$2.5 Million Verdict After Defective Chinese Tire Explodes on Arkansas Mechanic
Won by Scherr Legate.
A Phillips County, Arkansas jury awarded $2.5 million to tire shop owner Michael Snyder after a Chinese-made tire with an antiquated weftless bead design exploded during mounting, causing a serious head injury.
What happened
Michael R. Snyder owned and operated Snyder Automotive in Helena, Arkansas, a small independent tire shop. One day while attempting to mount a passenger tire made by Qingdao Xiyingmen Double Camel Tyre Co., the tire exploded violently during the mounting process. The force propelled the tire off the tire-changing machine and sent Snyder to the ground, leaving him with serious head trauma.
Snyder filed suit in Phillips County Circuit Court against two defendants: Qingdao Xiyingmen, the Chinese manufacturer that designed and produced the tire, and Elaine Petroleum Distributor, Inc., the company that supplied the tire to the Arkansas market. The complaint alleged strict product liability, negligence, and breach of warranty.
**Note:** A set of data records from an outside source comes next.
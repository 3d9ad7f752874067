//! Plain-text rendering of transcript entries.

use uigen_core::{OperationDescriptor, Role, TranscriptEntry, TranscriptUpdate};

/// One line per entry, the way a chat panel would show it
pub fn entry_line(entry: &TranscriptEntry) -> String {
    match entry {
        TranscriptEntry::Message(message) => match message.role {
            Role::User => format!("> {}", message.body),
            Role::Assistant => message.body.clone(),
        },
        TranscriptEntry::Tool { invocation, .. } => badge(&invocation.descriptor()),
    }
}

/// Tool badge: spinner or check mark, then the stable label
pub fn badge(descriptor: &OperationDescriptor) -> String {
    let marker = if descriptor.is_succeeded() { '✓' } else { '…' };
    format!("[{marker}] {descriptor}")
}

/// What the surface saw while the session played
#[derive(Debug, Default, Clone, Copy, PartialEq, Eq)]
pub struct SurfaceStats {
    /// Updates received
    pub updates: usize,
    /// Updates that would have moved the viewport
    pub scrolls: usize,
}

impl SurfaceStats {
    /// Count one update
    pub fn record(&mut self, update: &TranscriptUpdate) {
        self.updates += 1;
        if update.is_growth() {
            self.scrolls += 1;
        }
    }
}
At trial, Sam Legate of Scherr Legate argued that the tire contained a critical design defect at its bead, the interior band that seats against the wheel rim. The tire used a multi-strand weftless bead construction that made the bead abnormally tight. American tire manufacturers had abandoned that design by the mid-1990s precisely because of the mounting hazard it created. Legate told the jury that Snyder, as a tire shop operator, had no reason to suspect a commercially available tire would behave differently from any other tire he had mounted thousands of times before.
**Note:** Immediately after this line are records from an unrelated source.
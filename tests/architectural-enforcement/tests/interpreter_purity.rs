//! Integration Test: Interpreter Purity
//!
//! **Policy**: The tool interpreter maps a tool call to a display descriptor
//! and nothing else. It MUST NOT perform I/O, touch the async runtime, log,
//! hold shared state, or read the environment, so the same call always yields
//! the same descriptor.

use architectural_enforcement::{report, workspace_root, SourceFile, Violation};

const INTERPRETER: &str = "coordinator/core/src/interpreter.rs";

const FORBIDDEN: &[(&str, &str)] = &[
    ("tokio", "Async runtime"),
    ("async ", "Async code"),
    ("std::fs", "File I/O"),
    ("std::io", "Stream I/O"),
    ("std::env", "Environment access"),
    ("tracing", "Logging"),
    ("println!", "Printing"),
    ("eprintln!", "Printing"),
    ("Mutex", "Shared state"),
    ("static mut", "Global state"),
    ("OnceLock", "Global state"),
    ("thread_local!", "Global state"),
];

#[test]
fn test_interpreter_is_pure() {
    let path = workspace_root().join(INTERPRETER);
    let source = SourceFile::read(&path)
        .unwrap_or_else(|| panic!("cannot read {}", path.display()));

    let violations: Vec<Violation> = FORBIDDEN
        .iter()
        .flat_map(|(needle, rule)| source.scan(rule, |_, _, code| code.contains(needle)))
        .collect();

    report(
        "Impure code found in the tool interpreter!",
        &violations,
        &["✅ Keep interpret() a function of its arguments; do effects in the coordinator"],
    );
}

#[test]
fn test_interpreter_only_depends_on_value_types() {
    let path = workspace_root().join(INTERPRETER);
    let source = SourceFile::read(&path)
        .unwrap_or_else(|| panic!("cannot read {}", path.display()));

    let crate_imports: Vec<String> = source
        .production_lines()
        .iter()
        .map(|line| line.trim())
        .filter(|line| line.starts_with("use crate::"))
        .map(ToString::to_string)
        .collect();

    for import in &crate_imports {
        assert!(
            import.starts_with("use crate::invocation::"),
            "interpreter must only import invocation value types, found: {import}"
        );
    }
}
Co-counsel Joseph G. Isaac (also of El Paso) and local Arkansas counsel Chuck Halbert of West Helena assisted in the presentation. The jury found that both the manufacturer and the distributor bore responsibility for putting an unreasonably dangerous product into the hands of Arkansas consumers.
On October 25, 2018, the jury returned a verdict of $2.5 million in damages and apportioned fault 75 percent to Qingdao Xiyingmen and 25 percent to Elaine Petroleum. Snyder was found zero percent at fault. No reduction of the award has been reported.
Sources
This account is drawn from contemporaneous public reporting and the court record.
- 1.ALM Media, 'Litigator of the Week: El Paso Lawyer Wins $2.5M Verdict in Exploding Tire Case,' Oct. 30, 2018 (staffed editorial feature; also published at law.com/texaslawyer)
- 2.American Association for Justice, Products Liability Law Reporter, 'Tire Explosion Causes Mechanic to Suffer Head Injury' (staffed editorial verdict report; member-access)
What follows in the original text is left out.